(What is needed):
Every record should be written out again in full, with no character altered.

(Material shown):
.....

//! dbt artifact parsing and test specifications
//!
//! This crate handles:
//! - Parsing manifest.json (dbt-generated artifacts)
//! - Tagging every node with its kind (model, seed, source)
//! - Dependency graph helpers (upstream closure, unmocked leaves)
//! - Loading unit test specifications and their mock definitions

pub mod manifest;
pub mod dag;
pub mod test_spec;

pub use manifest::{Manifest, ManifestNode, ManifestSource, ManifestMetadata, ManifestError, DependsOn, NodeKind, Relation};
pub use dag::{DependencyGraph, NodeId};
pub use test_spec::{Mock, TestSpec, TestSpecError, load_test_folder, test_spec_paths};
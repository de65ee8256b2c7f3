//! Run report schema (stable v1)
//!
//! This schema is STABLE and VERSIONED.
//! Breaking changes require a new version.

use serde::{Deserialize, Serialize};
use crate::diagnostic::{Diagnostic, Severity};

/// Report schema version
#[derive(Debug, Clone, Copy, PartialEq, Eq, Serialize, Deserialize)]
pub struct ReportVersion {
    /// Major version (breaking changes)
    pub major: u32,

    /// Minor version (backward-compatible additions)
    pub minor: u32,
}

impl ReportVersion {
    /// Current report schema version
    pub const CURRENT: ReportVersion = ReportVersion { major: 1, minor: 0 };
}

impl std::fmt::Display for ReportVersion {
    fn fmt(&self, f: &mut std::fmt::Formatter<'_>) -> std::fmt::Result {
        write!(f, "{}.{}", self.major, self.minor)
    }
}

/// Which side of the equivalence check produced a row
#[derive(Debug, Clone, Copy, PartialEq, Eq, Hash, Serialize, Deserialize)]
pub enum DiffDirection {
    /// Row produced by the model but absent from the expectation
    QueryMinusExpected,

    /// Row expected but never produced by the model
    ExpectedMinusQuery,
}

impl DiffDirection {
    pub fn as_str(&self) -> &'static str {
        match self {
            Self::QueryMinusExpected => "QueryMinusExpected",
            Self::ExpectedMinusQuery => "ExpectedMinusQuery",
        }
    }
}

impl std::fmt::Display for DiffDirection {
    fn fmt(&self, f: &mut std::fmt::Formatter<'_>) -> std::fmt::Result {
        f.write_str(self.as_str())
    }
}

/// One mismatching row, reported verbatim per field
#[derive(Debug, Clone, PartialEq, Serialize, Deserialize)]
pub struct RowDiff {
    pub direction: DiffDirection,

    /// (column, rendered value) in result-schema order
    pub fields: Vec<(String, String)>,
}

/// Final state of a single test
#[derive(Debug, Clone, Copy, PartialEq, Eq, Serialize, Deserialize)]
#[serde(rename_all = "lowercase")]
pub enum TestStatus {
    /// Both assertion halves returned no rows
    Passed,

    /// At least one assertion half returned rows
    Failed,

    /// SQL could not be generated or executed
    Errored,

    /// Excluded by configuration
    Skipped,
}

impl std::fmt::Display for TestStatus {
    fn fmt(&self, f: &mut std::fmt::Formatter<'_>) -> std::fmt::Result {
        match self {
            Self::Passed => write!(f, "passed"),
            Self::Failed => write!(f, "failed"),
            Self::Errored => write!(f, "errored"),
            Self::Skipped => write!(f, "skipped"),
        }
    }
}

/// Result of one test specification
#[derive(Debug, Clone, PartialEq, Serialize, Deserialize)]
pub struct TestResult {
    /// Test name
    pub name: String,

    /// Target model id
    pub model: String,

    pub status: TestStatus,

    /// Mismatching rows (empty unless `Failed`)
    #[serde(default)]
    pub diffs: Vec<RowDiff>,

    /// Diagnostics raised while generating or running the test
    #[serde(default)]
    pub diagnostics: Vec<Diagnostic>,
}

impl TestResult {
    pub fn passed(name: impl Into<String>, model: impl Into<String>) -> Self {
        Self {
            name: name.into(),
            model: model.into(),
            status: TestStatus::Passed,
            diffs: Vec::new(),
            diagnostics: Vec::new(),
        }
    }

    pub fn failed(name: impl Into<String>, model: impl Into<String>, diffs: Vec<RowDiff>) -> Self {
        Self {
            name: name.into(),
            model: model.into(),
            status: TestStatus::Failed,
            diffs,
            diagnostics: Vec::new(),
        }
    }

    pub fn errored(name: impl Into<String>, model: impl Into<String>, diagnostic: Diagnostic) -> Self {
        Self {
            name: name.into(),
            model: model.into(),
            status: TestStatus::Errored,
            diffs: Vec::new(),
            diagnostics: vec![diagnostic],
        }
    }

    pub fn skipped(name: impl Into<String>, model: impl Into<String>) -> Self {
        Self {
            name: name.into(),
            model: model.into(),
            status: TestStatus::Skipped,
            diffs: Vec::new(),
            diagnostics: Vec::new(),
        }
    }

    /// Attach a diagnostic without changing the status
    pub fn with_diagnostic(mut self, diagnostic: Diagnostic) -> Self {
        self.diagnostics.push(diagnostic);
        self
    }

    /// Rows the model produced that were not expected
    pub fn extra_rows(&self) -> impl Iterator<Item = &RowDiff> {
        self.diffs.iter().filter(|d| d.direction == DiffDirection::QueryMinusExpected)
    }

    /// Expected rows the model did not produce
    pub fn missing_rows(&self) -> impl Iterator<Item = &RowDiff> {
        self.diffs.iter().filter(|d| d.direction == DiffDirection::ExpectedMinusQuery)
    }
}

/// Summary statistics for a report
#[derive(Debug, Clone, Default, PartialEq, Eq, Serialize, Deserialize)]
pub struct ReportSummary {
    pub total: usize,
    pub passed: usize,
    pub failed: usize,
    pub errored: usize,
    pub skipped: usize,
}

/// Test run report (report.json v1)
#[derive(Debug, Clone, PartialEq, Serialize, Deserialize)]
pub struct Report {
    /// Schema version
    pub version: ReportVersion,

    /// Timestamp (ISO 8601)
    pub timestamp: String,

    /// Summary statistics
    pub summary: ReportSummary,

    /// Per-test results, in execution order
    pub results: Vec<TestResult>,

    /// Metadata
    #[serde(skip_serializing_if = "Option::is_none")]
    pub metadata: Option<serde_json::Value>,
}

impl Report {
    /// Create a new empty report
    pub fn new() -> Self {
        Self {
            version: ReportVersion::CURRENT,
            timestamp: chrono::Utc::now().to_rfc3339(),
            summary: ReportSummary::default(),
            results: Vec::new(),
            metadata: None,
        }
    }

    /// Create a report from test results
    pub fn from_results(results: Vec<TestResult>) -> Self {
        let mut report = Self::new();
        for result in results {
            report.add_result(result);
        }
        report
    }

    /// Add a test result to the report
    pub fn add_result(&mut self, result: TestResult) {
        match result.status {
            TestStatus::Passed => self.summary.passed += 1,
            TestStatus::Failed => self.summary.failed += 1,
            TestStatus::Errored => self.summary.errored += 1,
            TestStatus::Skipped => self.summary.skipped += 1,
        }

        self.summary.total += 1;
        self.results.push(result);
    }

    /// All diagnostics across every test
    pub fn diagnostics(&self) -> impl Iterator<Item = &Diagnostic> {
        self.results.iter().flat_map(|r| r.diagnostics.iter())
    }

    /// Check if any test failed or errored
    pub fn has_failures(&self) -> bool {
        self.summary.failed > 0
            || self.summary.errored > 0
            || self.diagnostics().any(|d| d.severity == Severity::Error)
    }

    /// Serialize to JSON string
    pub fn to_json(&self) -> Result<String, serde_json::Error> {
        serde_json::to_string_pretty(self)
    }

    /// Save to file
    pub fn save_to_file(&self, path: &std::path::Path) -> Result<(), std::io::Error> {
        let json = self.to_json()
            .map_err(|e| std::io::Error::new(std::io::ErrorKind::Other, e))?;
        std::fs::write(path, json)
    }
}

impl Default for Report {
    fn default() -> Self {
        Self::new()
    }
}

.....

(Worked solution):
//! dbt artifact parsing and test specifications
//!
//! This crate handles:
//! - Parsing manifest.json (dbt-generated artifacts)
//! - Tagging every node with its kind (model, seed, source)
//! - Dependency graph helpers (upstream closure, unmocked leaves)
//! - Loading unit test specifications and their mock definitions

pub mod manifest;
pub mod dag;
pub mod test_spec;

pub use manifest::{Manifest, ManifestNode, ManifestSource, ManifestMetadata, ManifestError, DependsOn, NodeKind, Relation};
pub use dag::{DependencyGraph, NodeId};
pub use test_spec::{Mock, TestSpec, TestSpecError, load_test_folder, test_spec_paths};
repository de65ee8256b2c7f3
//! Run report schema (stable v1)
//!
//! This schema is STABLE and VERSIONED.
//! Breaking changes require a new version.

use serde::{Deserialize, Serialize};
use crate::diagnostic::{Diagnostic, Severity};

/// Report schema version
#[derive(Debug, Clone, Copy, PartialEq, Eq, Serialize, Deserialize)]
pub struct ReportVersion {
    /// Major version (breaking changes)
    pub major: u32,

    /// Minor version (backward-compatible additions)
    pub minor: u32,
}

impl ReportVersion {
    /// Current report schema version
    pub const CURRENT: ReportVersion = ReportVersion { major: 1, minor: 0 };
}

impl std::fmt::Display for ReportVersion {
    fn fmt(&self, f: &mut std::fmt::Formatter<'_>) -> std::fmt::Result {
        write!(f, "{}.{}", self.major, self.minor)
    }
}

/// Which side of the equivalence check produced a row
#[derive(Debug, Clone, Copy, PartialEq, Eq, Hash, Serialize, Deserialize)]
pub enum DiffDirection {
    /// Row produced by the model but absent from the expectation
    QueryMinusExpected,

    /// Row expected but never produced by the model
    ExpectedMinusQuery,
}

impl DiffDirection {
    pub fn as_str(&self) -> &'static str {
        match self {
            Self::QueryMinusExpected => "QueryMinusExpected",
            Self::ExpectedMinusQuery => "ExpectedMinusQuery",
        }
    }
}

impl std::fmt::Display for DiffDirection {
    fn fmt(&self, f: &mut std::fmt::Formatter<'_>) -> std::fmt::Result {
        f.write_str(self.as_str())
    }
}

/// One mismatching row, reported verbatim per field
#[derive(Debug, Clone, PartialEq, Serialize, Deserialize)]
pub struct RowDiff {
    pub direction: DiffDirection,

    /// (column, rendered value) in result-schema order
    pub fields: Vec<(String, String)>,
}

/// Final state of a single test
#[derive(Debug, Clone, Copy, PartialEq, Eq, Serialize, Deserialize)]
#[serde(rename_all = "lowercase")]
pub enum TestStatus {
    /// Both assertion halves returned no rows
    Passed,

    /// At least one assertion half returned rows
    Failed,

    /// SQL could not be generated or executed
    Errored,

    /// Excluded by configuration
    Skipped,
}

impl std::fmt::Display for TestStatus {
    fn fmt(&self, f: &mut std::fmt::Formatter<'_>) -> std::fmt::Result {
        match self {
            Self::Passed => write!(f, "passed"),
            Self::Failed => write!(f, "failed"),
            Self::Errored => write!(f, "errored"),
            Self::Skipped => write!(f, "skipped"),
        }
    }
}

/// Result of one test specification
#[derive(Debug, Clone, PartialEq, Serialize, Deserialize)]
pub struct TestResult {
    /// Test name
    pub name: String,

    /// Target model id
    pub model: String,

    pub status: TestStatus,

    /// Mismatching rows (empty unless `Failed`)
    #[serde(default)]
    pub diffs: Vec<RowDiff>,

    /// Diagnostics raised while generating or running the test
    #[serde(default)]
    pub diagnostics: Vec<Diagnostic>,
}

impl TestResult {
    pub fn passed(name: impl Into<String>, model: impl Into<String>) -> Self {
        Self {
            name: name.into(),
            model: model.into(),
            status: TestStatus::Passed,
            diffs: Vec::new(),
            diagnostics: Vec::new(),
        }
    }

    pub fn failed(name: impl Into<String>, model: impl Into<String>, diffs: Vec<RowDiff>) -> Self {
        Self {
            name: name.into(),
            model: model.into(),
            status: TestStatus::Failed,
            diffs,
            diagnostics: Vec::new(),
        }
    }

    pub fn errored(name: impl Into<String>, model: impl Into<String>, diagnostic: Diagnostic) -> Self {
        Self {
            name: name.into(),
            model: model.into(),
            status: TestStatus::Errored,
            diffs: Vec::new(),
            diagnostics: vec![diagnostic],
        }
    }

    pub fn skipped(name: impl Into<String>, model: impl Into<String>) -> Self {
        Self {
            name: name.into(),
            model: model.into(),
            status: TestStatus::Skipped,
            diffs: Vec::new(),
            diagnostics: Vec::new(),
        }
    }

    /// Attach a diagnostic without changing the status
    pub fn with_diagnostic(mut self, diagnostic: Diagnostic) -> Self {
        self.diagnostics.push(diagnostic);
        self
    }

    /// Rows the model produced that were not expected
    pub fn extra_rows(&self) -> impl Iterator<Item = &RowDiff> {
        self.diffs.iter().filter(|d| d.direction == DiffDirection::QueryMinusExpected)
    }

    /// Expected rows the model did not produce
    pub fn missing_rows(&self) -> impl Iterator<Item = &RowDiff> {
        self.diffs.iter().filter(|d| d.direction == DiffDirection::ExpectedMinusQuery)
    }
}

/// Summary statistics for a report
#[derive(Debug, Clone, Default, PartialEq, Eq, Serialize, Deserialize)]
pub struct ReportSummary {
    pub total: usize,
    pub passed: usize,
    pub failed: usize,
    pub errored: usize,
    pub skipped: usize,
}

/// Test run report (report.json v1)
#[derive(Debug, Clone, PartialEq, Serialize, Deserialize)]
pub struct Report {
    /// Schema version
    pub version: ReportVersion,

    /// Timestamp (ISO 8601)
    pub timestamp: String,

    /// Summary statistics
    pub summary: ReportSummary,

    /// Per-test results, in execution order
    pub results: Vec<TestResult>,

    /// Metadata
    #[serde(skip_serializing_if = "Option::is_none")]
    pub metadata: Option<serde_json::Value>,
}

impl Report {
    /// Create a new empty report
    pub fn new() -> Self {
        Self {
            version: ReportVersion::CURRENT,
            timestamp: chrono::Utc::now().to_rfc3339(),
            summary: ReportSummary::default(),
            results: Vec::new(),
            metadata: None,
        }
    }

    /// Create a report from test results
    pub fn from_results(results: Vec<TestResult>) -> Self {
        let mut report = Self::new();
        for result in results {
            report.add_result(result);
        }
        report
    }

    /// Add a test result to the report
    pub fn add_result(&mut self, result: TestResult) {
        match result.status {
            TestStatus::Passed => self.summary.passed += 1,
            TestStatus::Failed => self.summary.failed += 1,
            TestStatus::Errored => self.summary.errored += 1,
            TestStatus::Skipped => self.summary.skipped += 1,
        }

        self.summary.total += 1;
        self.results.push(result);
    }

    /// All diagnostics across every test
    pub fn diagnostics(&self) -> impl Iterator<Item = &Diagnostic> {
        self.results.iter().flat_map(|r| r.diagnostics.iter())
    }

    /// Check if any test failed or errored
    pub fn has_failures(&self) -> bool {
        self.summary.failed > 0
            || self.summary.errored > 0
            || self.diagnostics().any(|d| d.severity == Severity::Error)
    }

    /// Serialize to JSON string
    pub fn to_json(&self) -> Result<String, serde_json::Error> {
        serde_json::to_string_pretty(self)
    }

    /// Save to file
    pub fn save_to_file(&self, path: &std::path::Path) -> Result<(), std::io::Error> {
        let json = self.to_json()
            .map_err(|e| std::io::Error::new(std::io::ErrorKind::Other, e))?;
        std::fs::write(path, json)
    }
}

impl Default for Report {
    fn default() -> Self {
        Self::new()
    }
}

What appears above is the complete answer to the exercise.